I've used uBlock Origin for a long time. There's a post from a few years ago in the Chromium forum where its author, Raymond Hill, expressed concern that the new changes will kill off his addons.
If this (quite limited) declarativeNetRequest API ends up being the only way content blockers can accomplish their duty, this essentially means that two content blockers I have maintained for years, uBlock Origin ("uBO") and uMatrix, can no longer exist.
Somewhat ironically, the thread was closed on April Fools Day this year.
What other options are there?
So if you're looking for alternatives, what options are there?
Focus on Firefox support and avoid Chromium browsers
If you're looking to totally avoid MV3, then any Chromium-based web browser is out. That includes Brave, Edge, Opera, and at least a couple dozen others. That's not realistic if your business model depends on it, but then at least you're getting paid to figure this stuff out for your customers. As for the rest of us, it's a pretty lousy situation.

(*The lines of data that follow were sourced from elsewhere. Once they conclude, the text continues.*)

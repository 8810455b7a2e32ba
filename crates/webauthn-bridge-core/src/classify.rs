//! Native failure classification
//!
//! Platform credential managers report failures as exceptions whose only
//! stable-ish surface is an English message. The rules here reduce that
//! surface to three outcomes, first match wins:
//!
//! 1. a cancellation indicator → [`ErrorClassification::UserCancelled`]
//! 2. a "no provider" indicator → [`ErrorClassification::NoProvidersAvailable`]
//! 3. anything else → [`ErrorClassification::Generic`] with the message verbatim
//!
//! The substrings vary across platform library releases and locales, so they
//! are held in [`ClassifierPatterns`] rather than hard-coded in the matcher.

use serde::{Deserialize, Serialize};

use crate::error::BridgeError;
use crate::types::{OperationKind, PlatformError};

/// Substrings the Android credential manager uses for user dismissal
pub const DEFAULT_CANCELLATION_PATTERNS: &[&str] = &["cancelled", "Cancel"];

/// Substrings the Android credential manager uses when no provider can serve a create
pub const DEFAULT_NO_PROVIDER_PATTERNS: &[&str] = &["No create options"];

/// Message substrings driving classification
#[derive(Debug, Clone, PartialEq, Eq, Serialize, Deserialize)]
pub struct ClassifierPatterns {
    /// Case-sensitive substrings marking a user cancellation
    #[serde(default)]
    pub cancellation: Vec<String>,
    /// Case-sensitive substrings marking "no credential provider available"
    #[serde(default)]
    pub no_providers: Vec<String>,
}

impl Default for ClassifierPatterns {
    fn default() -> Self {
        Self {
            cancellation: DEFAULT_CANCELLATION_PATTERNS.iter().map(|s| s.to_string()).collect(),
            no_providers: DEFAULT_NO_PROVIDER_PATTERNS.iter().map(|s| s.to_string()).collect(),
        }
    }
}

impl ClassifierPatterns {
    /// Replace the cancellation substrings
    pub fn with_cancellation(mut self, patterns: Vec<String>) -> Self {
        self.cancellation = patterns;
        self
    }

    /// Replace the no-provider substrings
    pub fn with_no_providers(mut self, patterns: Vec<String>) -> Self {
        self.no_providers = patterns;
        self
    }

    /// Classify a native failure. Never panics.
    pub fn classify(&self, error: &PlatformError) -> ErrorClassification {
        let message = error.message_or_unknown();

        if contains_any(message, &self.cancellation) {
            ErrorClassification::UserCancelled
        } else if contains_any(message, &self.no_providers) {
            ErrorClassification::NoProvidersAvailable
        } else {
            ErrorClassification::Generic(message.to_string())
        }
    }
}

fn contains_any(message: &str, patterns: &[String]) -> bool {
    patterns
        .iter()
        .any(|pattern| !pattern.is_empty() && message.contains(pattern.as_str()))
}

/// User-facing category of a native failure
#[derive(Debug, Clone, PartialEq, Eq)]
pub enum ErrorClassification {
    UserCancelled,
    NoProvidersAvailable,
    /// Unrecognised failure; holds the original (non-empty) message
    Generic(String),
}

impl ErrorClassification {
    /// Turn the classification into the error that rejects the caller
    pub fn into_error(self, operation: OperationKind) -> BridgeError {
        match self {
            ErrorClassification::UserCancelled => BridgeError::UserCancelled(operation),
            ErrorClassification::NoProvidersAvailable => BridgeError::NoProvidersAvailable,
            ErrorClassification::Generic(message) => BridgeError::Generic(message),
        }
    }
}

/// Classify with the default patterns
pub fn classify(error: &PlatformError) -> ErrorClassification {
    ClassifierPatterns::default().classify(error)
}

Mozilla is supporting MV3 in Firefox, in acknowledgement that Chromium-based browsers are a huge share of the market and no developer wants to maintain two versions of their extension. They're not tossing out MV2, using a more reasonable approach than Google is capable of. (Read more about their approach in their Manifest V3 migration guide.)
Mozilla will maintain support for blocking WebRequest in MV3. To maximize compatibility with other browsers, we will also ship support for declarativeNetRequest. We will continue to work with content blockers and other key consumers of this API to identify current and future alternatives where appropriate. Content blocking is one of the most important use cases for extensions, and we are committed to ensuring that Firefox users have access to the best privacy tools available.

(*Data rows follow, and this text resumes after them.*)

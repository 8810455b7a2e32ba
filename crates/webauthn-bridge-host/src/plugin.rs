//! Plugin calls and the plugin registry
//!
//! A [`PluginCall`] is the host's view of one call from the web layer. It is
//! answered exactly once: `resolve` and `reject` consume it, and dropping an
//! unanswered call rejects it.

use async_trait::async_trait;
use serde_json::Value;
use std::collections::HashMap;
use std::sync::Arc;
use tokio::sync::oneshot;
use tracing::{debug, info, warn};

use webauthn_bridge::{BridgeOutcome, WebAuthnBridge};

/// Rejection used when a call is dropped without an answer
pub const DROPPED_CALL_MESSAGE: &str = "Call dropped without response";

/// One pending call from the web layer
#[derive(Debug)]
pub struct PluginCall {
    data: Value,
    responder: Option<oneshot::Sender<BridgeOutcome>>,
}

impl PluginCall {
    /// Create a call and the receiver its single outcome arrives on
    pub fn new(data: Value) -> (Self, oneshot::Receiver<BridgeOutcome>) {
        let (tx, rx) = oneshot::channel();
        (
            Self {
                data,
                responder: Some(tx),
            },
            rx,
        )
    }

    /// Call arguments as sent by the web layer
    pub fn data(&self) -> &Value {
        &self.data
    }

    pub fn resolve(mut self, value: Value) {
        self.respond(BridgeOutcome::Resolved(value));
    }

    pub fn reject(mut self, message: impl Into<String>) {
        self.respond(BridgeOutcome::Rejected(message.into()));
    }

    fn respond(&mut self, outcome: BridgeOutcome) {
        if let Some(tx) = self.responder.take() {
            if tx.send(outcome).is_err() {
                debug!("Caller went away before the call was answered");
            }
        }
    }
}

impl Drop for PluginCall {
    fn drop(&mut self) {
        if self.responder.is_some() {
            warn!("Plugin call dropped without response");
            self.respond(BridgeOutcome::Rejected(DROPPED_CALL_MESSAGE.into()));
        }
    }
}

/// A named group of methods callable from the web layer
#[async_trait]
pub trait Plugin: Send + Sync {
    /// Name the web layer addresses this plugin by
    fn name(&self) -> &str;

    /// Methods this plugin answers
    fn methods(&self) -> &[&'static str];

    /// Handle one call. Must resolve or reject `call`, or drop it.
    async fn invoke(&self, method: &str, call: PluginCall);
}

/// The WebAuthn plugin: `isAvailable`, `startRegistration`, `startAuthentication`
pub struct WebAuthnPlugin {
    bridge: Arc<WebAuthnBridge>,
}

impl WebAuthnPlugin {
    pub const NAME: &'static str = "WebAuthn";
    const METHODS: &'static [&'static str] =
        &["isAvailable", "startRegistration", "startAuthentication"];

    pub fn new(bridge: Arc<WebAuthnBridge>) -> Self {
        Self { bridge }
    }
}

/// The options document as the bridge expects it: the web layer may send
/// either the options object itself or its JSON serialisation.
fn request_json(data: &Value) -> String {
    match data {
        Value::String(raw) => raw.clone(),
        other => other.to_string(),
    }
}

#[async_trait]
impl Plugin for WebAuthnPlugin {
    fn name(&self) -> &str {
        Self::NAME
    }

    fn methods(&self) -> &[&'static str] {
        Self::METHODS
    }

    async fn invoke(&self, method: &str, call: PluginCall) {
        let result = match method {
            "isAvailable" => {
                serde_json::to_value(self.bridge.is_available()).map_err(|e| e.to_string())
            }
            "startRegistration" => self
                .bridge
                .start_registration(&request_json(call.data()))
                .await
                .map_err(|e| e.to_string()),
            "startAuthentication" => self
                .bridge
                .start_authentication(&request_json(call.data()))
                .await
                .map_err(|e| e.to_string()),
            other => Err(format!("Method {} is not implemented", other)),
        };

        match result {
            Ok(value) => call.resolve(value),
            Err(message) => call.reject(message),
        }
    }
}

/// Plugin Registry - routes calls to plugins by name
pub struct PluginRegistry {
    plugins: HashMap<String, Arc<dyn Plugin>>,
}

impl PluginRegistry {
    /// Create a new empty registry
    pub fn new() -> Self {
        Self {
            plugins: HashMap::new(),
        }
    }

    /// Register a plugin under its own name
    pub fn register_plugin<P: Plugin + 'static>(&mut self, plugin: P) {
        let name = plugin.name().to_string();
        info!(plugin = %name, methods = ?plugin.methods(), "Registered plugin");
        self.plugins.insert(name, Arc::new(plugin));
    }

    pub fn get_plugin(&self, name: &str) -> Option<Arc<dyn Plugin>> {
        self.plugins.get(name).cloned()
    }

    pub fn has_plugin(&self, name: &str) -> bool {
        self.plugins.contains_key(name)
    }

    pub fn plugin_names(&self) -> Vec<String> {
        self.plugins.keys().cloned().collect()
    }

    /// Route one call and wait for its single outcome
    pub async fn dispatch(&self, plugin: &str, method: &str, data: Value) -> BridgeOutcome {
        let Some(handler) = self.plugins.get(plugin) else {
            warn!(plugin = %plugin, "No plugin registered under this name");
            return BridgeOutcome::Rejected(format!("Plugin {} is not implemented", plugin));
        };

        if !handler.methods().contains(&method) {
            warn!(plugin = %plugin, method = %method, "Unknown plugin method");
            return BridgeOutcome::Rejected(format!("Method {} is not implemented", method));
        }

        debug!(plugin = %plugin, method = %method, "Dispatching plugin call");
        let (call, rx) = PluginCall::new(data);
        handler.invoke(method, call).await;

        rx.await
            .unwrap_or_else(|_| BridgeOutcome::Rejected(DROPPED_CALL_MESSAGE.into()))
    }
}

impl Default for PluginRegistry {
    fn default() -> Self {
        Self::new()
    }
}

/// Builder for creating a PluginRegistry with plugins
pub struct PluginRegistryBuilder {
    registry: PluginRegistry,
}

impl PluginRegistryBuilder {
    pub fn new() -> Self {
        Self {
            registry: PluginRegistry::new(),
        }
    }

    pub fn with_plugin<P: Plugin + 'static>(mut self, plugin: P) -> Self {
        self.registry.register_plugin(plugin);
        self
    }

    pub fn build(self) -> PluginRegistry {
        self.registry
    }
}

impl Default for PluginRegistryBuilder {
    fn default() -> Self {
        Self::new()
    }
}

#[cfg(test)]
mod tests {
    use super::*;
    use serde_json::json;
    use webauthn_bridge::platforms::{Scripted, SimulatedCredentialManager};
    use webauthn_bridge::{CreateCredentialResponse, PlatformInfo, WebAuthnBridgeBuilder};

    struct SilentPlugin;

    #[async_trait]
    impl Plugin for SilentPlugin {
        fn name(&self) -> &str {
            "Silent"
        }

        fn methods(&self) -> &[&'static str] {
            &["ignore"]
        }

        async fn invoke(&self, _method: &str, _call: PluginCall) {}
    }

    fn webauthn_registry(manager: Arc<SimulatedCredentialManager>, api_level: u32) -> PluginRegistry {
        let bridge = WebAuthnBridgeBuilder::new(manager)
            .platform(PlatformInfo::new(api_level))
            .build();
        PluginRegistryBuilder::new()
            .with_plugin(WebAuthnPlugin::new(Arc::new(bridge)))
            .with_plugin(SilentPlugin)
            .build()
    }

    #[tokio::test]
    async fn test_call_answered_once() {
        let (call, rx) = PluginCall::new(json!({}));
        call.resolve(json!({"ok": true}));
        assert_eq!(rx.await.unwrap(), BridgeOutcome::Resolved(json!({"ok": true})));
    }

    #[tokio::test]
    async fn test_dropped_call_rejects() {
        let registry = webauthn_registry(Arc::new(SimulatedCredentialManager::new()), 28);
        let outcome = registry.dispatch("Silent", "ignore", json!({})).await;
        assert_eq!(outcome, BridgeOutcome::Rejected(DROPPED_CALL_MESSAGE.into()));
    }

    #[tokio::test]
    async fn test_is_available() {
        let registry = webauthn_registry(Arc::new(SimulatedCredentialManager::new()), 27);
        let outcome = registry.dispatch("WebAuthn", "isAvailable", json!({})).await;
        assert_eq!(outcome, BridgeOutcome::Resolved(json!({"available": false})));
    }

    #[tokio::test]
    async fn test_registration_with_object_and_string_data() {
        let manager = Arc::new(SimulatedCredentialManager::new());
        for _ in 0..2 {
            manager.push_create(Scripted::Succeed {
                response: CreateCredentialResponse::PublicKey {
                    registration_response_json: Some(r#"{"id":"abc"}"#.into()),
                },
            });
        }
        let registry = webauthn_registry(manager.clone(), 28);

        let options = json!({"challenge": "Y2hhbGxlbmdl", "user": {"name": "a", "displayName": "A"}});
        let by_object = registry
            .dispatch("WebAuthn", "startRegistration", options.clone())
            .await;
        let by_string = registry
            .dispatch("WebAuthn", "startRegistration", json!(options.to_string()))
            .await;

        assert_eq!(by_object, BridgeOutcome::Resolved(json!({"id": "abc"})));
        assert_eq!(by_string, by_object);

        let requests = manager.recorded_requests();
        assert_eq!(requests[0], requests[1]);
    }

    #[tokio::test]
    async fn test_non_object_data_rejected_before_platform() {
        let manager = Arc::new(SimulatedCredentialManager::new());
        let registry = webauthn_registry(manager.clone(), 28);

        for data in [Value::Null, json!(42), json!("[1]"), json!("\"s\"")] {
            let outcome = registry
                .dispatch("WebAuthn", "startRegistration", data)
                .await;
            assert_eq!(
                outcome,
                BridgeOutcome::Rejected(
                    "Invalid request format: request must be a JSON object".into()
                )
            );
        }
        assert_eq!(manager.create_calls(), 0);
        assert!(manager.recorded_requests().is_empty());
    }

    #[tokio::test]
    async fn test_unknown_plugin_and_method() {
        let registry = webauthn_registry(Arc::new(SimulatedCredentialManager::new()), 28);

        assert_eq!(
            registry.dispatch("Camera", "takePhoto", json!({})).await,
            BridgeOutcome::Rejected("Plugin Camera is not implemented".into())
        );
        assert_eq!(
            registry.dispatch("WebAuthn", "deleteCredential", json!({})).await,
            BridgeOutcome::Rejected("Method deleteCredential is not implemented".into())
        );
    }

    #[test]
    fn test_registry() {
        let registry = webauthn_registry(Arc::new(SimulatedCredentialManager::new()), 28);
        assert!(registry.has_plugin("WebAuthn"));
        assert!(!registry.has_plugin("Camera"));
        assert_eq!(registry.plugin_names().len(), 2);
        assert!(registry.get_plugin("Silent").is_some());
    }
}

It seems like that should pay off for them. Anyone willing to learn MV3 will be able to cross-upload to the Firefox store. Anyone unwilling can continue with MV2, still upload to the Firefox store, and encourage friends and family to use Firefox. I like that Mozilla admits what Google will not - that rewriting extensions is going to suck and everyone knows it.
We’ve found Service Workers can’t fully support various use cases we consider important, especially around DOM-related features and APIs. Additionally, the worker environment is not as familiar to regular web developers, and our developer community has expressed that completely rewriting extensions can be tedious for thousands of independent developers of existing extensions.
Start with MV2 on Firefox and gradually learn MV3
Since Firefox is supporting both, you could write an extension with MV2, for which there are tons of articles and resources to support it, then convert it at your leisure. When it's fully MV3, upload it to Google's store. True, it means double the effort in the long run, but it's an option for new extensions or existing extensions with low adoption in the Chrome web store where starting over later wouldn't be a big deal.
Take five and get outside 🌞
It's nearly summer, so grab your beverage of choice and go hang outside for awhile. Okay, not a great longterm plan, and I hope that doesn't come off glibly, but the view right now from my swinging chair is warm sunlight streaming through green leaves, while a gentle breeze blows cottonwood fluff around like it's snowing. It's easy at the moment to forget about one company's arrogant behavior.
If you do decide to go for it, here's some solid places to start:
- Welcome to Manifest V3 (intro from Google)
- Web Request and Declarative Net Request: Explaining the impact on Extensions in Manifest V3 (blog post from Google)
- chrome.declarativeNetRequest (dev docs from Google)
- Chromium Extensions - Google Groups (forums to share stories and tears)
- Thoughts on Manifest v3 | IT & Stuff (someone who went through the conversion and made it work, but it sounds painful)
As for me, I haven't decided what I'll do yet. I'll keep my humble little extensions on Firefox and see how things shake out. Most of us have a lot on our plates, jobs to perform and families to support. For me, getting familiar with a host of new concepts to appease Google isn't on my priority list at all, and I'd wager a lot of smaller yet useful extensions will simply cease to work come 2023.